Activity: Give the data again in its entirety, exactly as provided.

Saved entries
use std::fmt::Display;

use crate::{
    cursor::{Cursor, Position},
    error::GrammarError,
};

#[derive(Clone, Copy, Debug, PartialEq, Eq, Hash)]
pub enum TokenKind {
    Name,
    String,
    CharClass,
    Or,
    MinOne,
    Optional,
    RepeatMany,
    Repeat,
    Define,
    ExpStart,
    ExpEnd,
    PosLookAhead,
    NegLookAhead,
    Cut,
    None,
}

/// A lexed token. `text` holds the name, the unescaped string, or the raw
/// bracketed/braced source of char classes and repeat quantifiers; `binding`
/// holds an optional `.name` suffix.
#[derive(Clone, Debug, PartialEq, Eq)]
pub struct Token {
    pub kind: TokenKind,
    pub position: Position,
    pub text: String,
    pub binding: Option<String>,
}

impl Token {
    fn new(kind: TokenKind, position: Position, text: &str) -> Self {
        Token {
            kind,
            position,
            text: text.to_string(),
            binding: None,
        }
    }

    pub fn is(&self, kind: TokenKind) -> bool {
        self.kind == kind
    }

    pub fn is_quantifier(&self) -> bool {
        matches!(
            self.kind,
            TokenKind::MinOne | TokenKind::Optional | TokenKind::RepeatMany | TokenKind::Repeat
        )
    }
}

impl Display for Token {
    fn fmt(&self, f: &mut std::fmt::Formatter<'_>) -> std::fmt::Result {
        match (&self.kind, self.text.is_empty()) {
            (TokenKind::None, _) => write!(f, "end of input"),
            (kind, true) => write!(f, "{kind:?}"),
            (kind, false) => write!(f, "{kind:?} '{}'", self.text),
        }
    }
}

/// Longest operators first, so a shorter operator never shadows a longer one
/// it is a prefix of.
const OPERATORS: &[(&str, TokenKind)] = &[
    ("::=", TokenKind::Define),
    ("?", TokenKind::Optional),
    ("+", TokenKind::MinOne),
    ("*", TokenKind::RepeatMany),
    ("|", TokenKind::Or),
    ("(", TokenKind::ExpStart),
    (")", TokenKind::ExpEnd),
    ("&", TokenKind::PosLookAhead),
    ("!", TokenKind::NegLookAhead),
    ("~", TokenKind::Cut),
];

const RESERVED: &[char] = &[
    '*', '+', '?', '|', '{', '[', '"', '\'', '(', ')', '&', '!', '~',
];

pub(crate) fn is_word_char(c: char) -> bool {
    c.is_ascii_alphanumeric() || c == '_'
}

fn is_name_start(c: char) -> bool {
    c.is_ascii_alphabetic() || c == '_'
}

pub(crate) fn unescape(c: char) -> char {
    match c {
        'n' => '\n',
        't' => '\t',
        'r' => '\r',
        'v' => '\u{0B}',
        'f' => '\u{0C}',
        'b' => '\u{08}',
        '0' => '\0',
        other => other,
    }
}

/// Tokenizer for grammar source with one token of lookahead.
pub struct Lexer<'s> {
    cursor: Cursor<'s>,
    peeked: Option<Token>,
}

impl<'s> Lexer<'s> {
    pub fn new(source: &'s str) -> Self {
        Lexer {
            cursor: Cursor::new(source),
            peeked: None,
        }
    }

    pub fn has_next(&mut self) -> Result<bool, GrammarError> {
        Ok(!self.peek()?.is(TokenKind::None))
    }

    pub fn next(&mut self) -> Result<Token, GrammarError> {
        match self.peeked.take() {
            Some(token) => Ok(token),
            None => self.read_next(),
        }
    }

    pub fn peek(&mut self) -> Result<&Token, GrammarError> {
        let token = match self.peeked.take() {
            Some(token) => token,
            None => self.read_next()?,
        };

        Ok(self.peeked.insert(token))
    }

    fn read_next(&mut self) -> Result<Token, GrammarError> {
        self.skip_trivia()?;

        let Some(c) = self.cursor.current() else {
            return Ok(Token::new(TokenKind::None, self.cursor.position(), ""));
        };

        let token = if is_name_start(c) {
            self.read_name()
        } else if c == '"' || c == '\'' {
            self.read_string()?
        } else if c == '[' {
            self.read_char_class()?
        } else if c == '{' {
            self.read_repeat()?
        } else if let Some(token) = self.read_operator()? {
            token
        } else {
            self.read_free_string()?
        };

        self.skip_trivia()?;

        Ok(token)
    }

    fn skip_trivia(&mut self) -> Result<(), GrammarError> {
        loop {
            self.cursor.jump_while(char::is_whitespace);

            if self.cursor.consume("//") {
                self.cursor.jump_to("\n");
            } else if self.cursor.is("/*") {
                let start = self.cursor.position();
                self.cursor.consume("/*");
                if !self.cursor.jump_to("*/") {
                    return Err(GrammarError::lex(start, "unterminated block comment"));
                }
            } else {
                return Ok(());
            }
        }
    }

    fn read_name(&mut self) -> Token {
        let start = self.cursor.position();
        self.cursor.jump_while(is_word_char);
        Token::new(TokenKind::Name, start, self.cursor.slice_from(start.index))
    }

    fn read_string(&mut self) -> Result<Token, GrammarError> {
        let start = self.cursor.position();
        let unterminated = || GrammarError::lex(start, "unterminated string");

        let quote = self.cursor.next().ok_or_else(unterminated)?;
        let mut content = String::new();

        loop {
            match self.cursor.next().ok_or_else(unterminated)? {
                '\\' => content.push(unescape(self.cursor.next().ok_or_else(unterminated)?)),
                c if c == quote => break,
                c => content.push(c),
            }
        }

        Ok(Token::new(TokenKind::String, start, &content))
    }

    fn read_char_class(&mut self) -> Result<Token, GrammarError> {
        let start = self.cursor.position();
        let unterminated = || GrammarError::lex(start, "unterminated character class");

        self.cursor.next();
        loop {
            match self.cursor.next().ok_or_else(unterminated)? {
                '\\' => {
                    self.cursor.next().ok_or_else(unterminated)?;
                }
                ']' => break,
                _ => {}
            }
        }

        Ok(Token::new(
            TokenKind::CharClass,
            start,
            self.cursor.slice_from(start.index),
        ))
    }

    fn read_repeat(&mut self) -> Result<Token, GrammarError> {
        let start = self.cursor.position();

        if !self.cursor.jump_to("}") {
            return Err(GrammarError::lex(start, "unterminated repetition quantifier"));
        }

        let mut token = Token::new(TokenKind::Repeat, start, self.cursor.slice_from(start.index));
        token.binding = self.read_binding()?;
        Ok(token)
    }

    fn read_operator(&mut self) -> Result<Option<Token>, GrammarError> {
        let start = self.cursor.position();

        let Some(&(_, kind)) = OPERATORS.iter().find(|(op, _)| self.cursor.consume(op)) else {
            return Ok(None);
        };

        let mut token = Token::new(kind, start, "");
        if matches!(
            kind,
            TokenKind::Optional | TokenKind::MinOne | TokenKind::RepeatMany | TokenKind::ExpEnd
        ) {
            token.binding = self.read_binding()?;
        }

        Ok(Some(token))
    }

    fn read_binding(&mut self) -> Result<Option<String>, GrammarError> {
        let start = self.cursor.position();
        if !self.cursor.consume(".") {
            return Ok(None);
        }

        let name_start = self.cursor.index();
        self.cursor.jump_while(is_word_char);
        let name = self.cursor.slice_from(name_start);

        if name.is_empty() {
            return Err(GrammarError::lex(start, "expected a node name after '.'"));
        }

        Ok(Some(name.to_string()))
    }

    fn read_free_string(&mut self) -> Result<Token, GrammarError> {
        let start = self.cursor.position();
        self.cursor
            .jump_while(|c| !c.is_whitespace() && !RESERVED.contains(&c));

        let text = self.cursor.slice_from(start.index);
        if text.is_empty() {
            return Err(GrammarError::lex(start, "unexpected character"));
        }

        Ok(Token::new(TokenKind::String, start, text))
    }
}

Solution to this exercise:
use std::fmt::Display;

use crate::{
    cursor::{Cursor, Position},
    error::GrammarError,
};

#[derive(Clone, Copy, Debug, PartialEq, Eq, Hash)]
pub enum TokenKind {
    Name,
    String,
    CharClass,
    Or,
    MinOne,
    Optional,
    RepeatMany,
    Repeat,
    Define,
    ExpStart,
    ExpEnd,
    PosLookAhead,
    NegLookAhead,
    Cut,
    None,
}

/// A lexed token. `text` holds the name, the unescaped string, or the raw
/// bracketed/braced source of char classes and repeat quantifiers; `binding`
/// holds an optional `.name` suffix.
#[derive(Clone, Debug, PartialEq, Eq)]
pub struct Token {
    pub kind: TokenKind,
    pub position: Position,
    pub text: String,
    pub binding: Option<String>,
}

impl Token {
    fn new(kind: TokenKind, position: Position, text: &str) -> Self {
        Token {
            kind,
            position,
            text: text.to_string(),
            binding: None,
        }
    }

    pub fn is(&self, kind: TokenKind) -> bool {
        self.kind == kind
    }

    pub fn is_quantifier(&self) -> bool {
        matches!(
            self.kind,
            TokenKind::MinOne | TokenKind::Optional | TokenKind::RepeatMany | TokenKind::Repeat
        )
    }
}

impl Display for Token {
    fn fmt(&self, f: &mut std::fmt::Formatter<'_>) -> std::fmt::Result {
        match (&self.kind, self.text.is_empty()) {
            (TokenKind::None, _) => write!(f, "end of input"),
            (kind, true) => write!(f, "{kind:?}"),
            (kind, false) => write!(f, "{kind:?} '{}'", self.text),
        }
    }
}

/// Longest operators first, so a shorter operator never shadows a longer one
/// it is a prefix of.
const OPERATORS: &[(&str, TokenKind)] = &[
    ("::=", TokenKind::Define),
    ("?", TokenKind::Optional),
    ("+", TokenKind::MinOne),
    ("*", TokenKind::RepeatMany),
    ("|", TokenKind::Or),
    ("(", TokenKind::ExpStart),
    (")", TokenKind::ExpEnd),
    ("&", TokenKind::PosLookAhead),
    ("!", TokenKind::NegLookAhead),
    ("~", TokenKind::Cut),
];

const RESERVED: &[char] = &[
    '*', '+', '?', '|', '{', '[', '"', '\'', '(', ')', '&', '!', '~',
];

pub(crate) fn is_word_char(c: char) -> bool {
    c.is_ascii_alphanumeric() || c == '_'
}

fn is_name_start(c: char) -> bool {
    c.is_ascii_alphabetic() || c == '_'
}

pub(crate) fn unescape(c: char) -> char {
    match c {
        'n' => '\n',
        't' => '\t',
        'r' => '\r',
        'v' => '\u{0B}',
        'f' => '\u{0C}',
        'b' => '\u{08}',
        '0' => '\0',
        other => other,
    }
}

/// Tokenizer for grammar source with one token of lookahead.
pub struct Lexer<'s> {
    cursor: Cursor<'s>,
    peeked: Option<Token>,
}

impl<'s> Lexer<'s> {
    pub fn new(source: &'s str) -> Self {
        Lexer {
            cursor: Cursor::new(source),
            peeked: None,
        }
    }

    pub fn has_next(&mut self) -> Result<bool, GrammarError> {
        Ok(!self.peek()?.is(TokenKind::None))
    }

    pub fn next(&mut self) -> Result<Token, GrammarError> {
        match self.peeked.take() {
            Some(token) => Ok(token),
            None => self.read_next(),
        }
    }

    pub fn peek(&mut self) -> Result<&Token, GrammarError> {
        let token = match self.peeked.take() {
            Some(token) => token,
            None => self.read_next()?,
        };

        Ok(self.peeked.insert(token))
    }

    fn read_next(&mut self) -> Result<Token, GrammarError> {
        self.skip_trivia()?;

        let Some(c) = self.cursor.current() else {
            return Ok(Token::new(TokenKind::None, self.cursor.position(), ""));
        };

        let token = if is_name_start(c) {
            self.read_name()
        } else if c == '"' || c == '\'' {
            self.read_string()?
        } else if c == '[' {
            self.read_char_class()?
        } else if c == '{' {
            self.read_repeat()?
        } else if let Some(token) = self.read_operator()? {
            token
        } else {
            self.read_free_string()?
        };

        self.skip_trivia()?;

        Ok(token)
    }

    fn skip_trivia(&mut self) -> Result<(), GrammarError> {
        loop {
            self.cursor.jump_while(char::is_whitespace);

            if self.cursor.consume("//") {
                self.cursor.jump_to("\n");
            } else if self.cursor.is("/*") {
                let start = self.cursor.position();
                self.cursor.consume("/*");
                if !self.cursor.jump_to("*/") {
                    return Err(GrammarError::lex(start, "unterminated block comment"));
                }
            } else {
                return Ok(());
            }
        }
    }

    fn read_name(&mut self) -> Token {
        let start = self.cursor.position();
        self.cursor.jump_while(is_word_char);
        Token::new(TokenKind::Name, start, self.cursor.slice_from(start.index))
    }

    fn read_string(&mut self) -> Result<Token, GrammarError> {
        let start = self.cursor.position();
        let unterminated = || GrammarError::lex(start, "unterminated string");

        let quote = self.cursor.next().ok_or_else(unterminated)?;
        let mut content = String::new();

        loop {
            match self.cursor.next().ok_or_else(unterminated)? {
                '\\' => content.push(unescape(self.cursor.next().ok_or_else(unterminated)?)),
                c if c == quote => break,
                c => content.push(c),
            }
        }

        Ok(Token::new(TokenKind::String, start, &content))
    }

    fn read_char_class(&mut self) -> Result<Token, GrammarError> {
        let start = self.cursor.position();
        let unterminated = || GrammarError::lex(start, "unterminated character class");

        self.cursor.next();
        loop {
            match self.cursor.next().ok_or_else(unterminated)? {
                '\\' => {
                    self.cursor.next().ok_or_else(unterminated)?;
                }
                ']' => break,
                _ => {}
            }
        }

        Ok(Token::new(
            TokenKind::CharClass,
            start,
            self.cursor.slice_from(start.index),
        ))
    }

    fn read_repeat(&mut self) -> Result<Token, GrammarError> {
        let start = self.cursor.position();

        if !self.cursor.jump_to("}") {
            return Err(GrammarError::lex(start, "unterminated repetition quantifier"));
        }

        let mut token = Token::new(TokenKind::Repeat, start, self.cursor.slice_from(start.index));
        token.binding = self.read_binding()?;
        Ok(token)
    }

    fn read_operator(&mut self) -> Result<Option<Token>, GrammarError> {
        let start = self.cursor.position();

        let Some(&(_, kind)) = OPERATORS.iter().find(|(op, _)| self.cursor.consume(op)) else {
            return Ok(None);
        };

        let mut token = Token::new(kind, start, "");
        if matches!(
            kind,
            TokenKind::Optional | TokenKind::MinOne | TokenKind::RepeatMany | TokenKind::ExpEnd
        ) {
            token.binding = self.read_binding()?;
        }

        Ok(Some(token))
    }

    fn read_binding(&mut self) -> Result<Option<String>, GrammarError> {
        let start = self.cursor.position();
        if !self.cursor.consume(".") {
            return Ok(None);
        }

        let name_start = self.cursor.index();
        self.cursor.jump_while(is_word_char);
        let name = self.cursor.slice_from(name_start);

        if name.is_empty() {
            return Err(GrammarError::lex(start, "expected a node name after '.'"));
        }

        Ok(Some(name.to_string()))
    }

    fn read_free_string(&mut self) -> Result<Token, GrammarError> {
        let start = self.cursor.position();
        self.cursor
            .jump_while(|c| !c.is_whitespace() && !RESERVED.contains(&c));

        let text = self.cursor.slice_from(start.index);
        if text.is_empty() {
            return Err(GrammarError::lex(start, "unexpected character"));
        }

        Ok(Token::new(TokenKind::String, start, text))
    }
}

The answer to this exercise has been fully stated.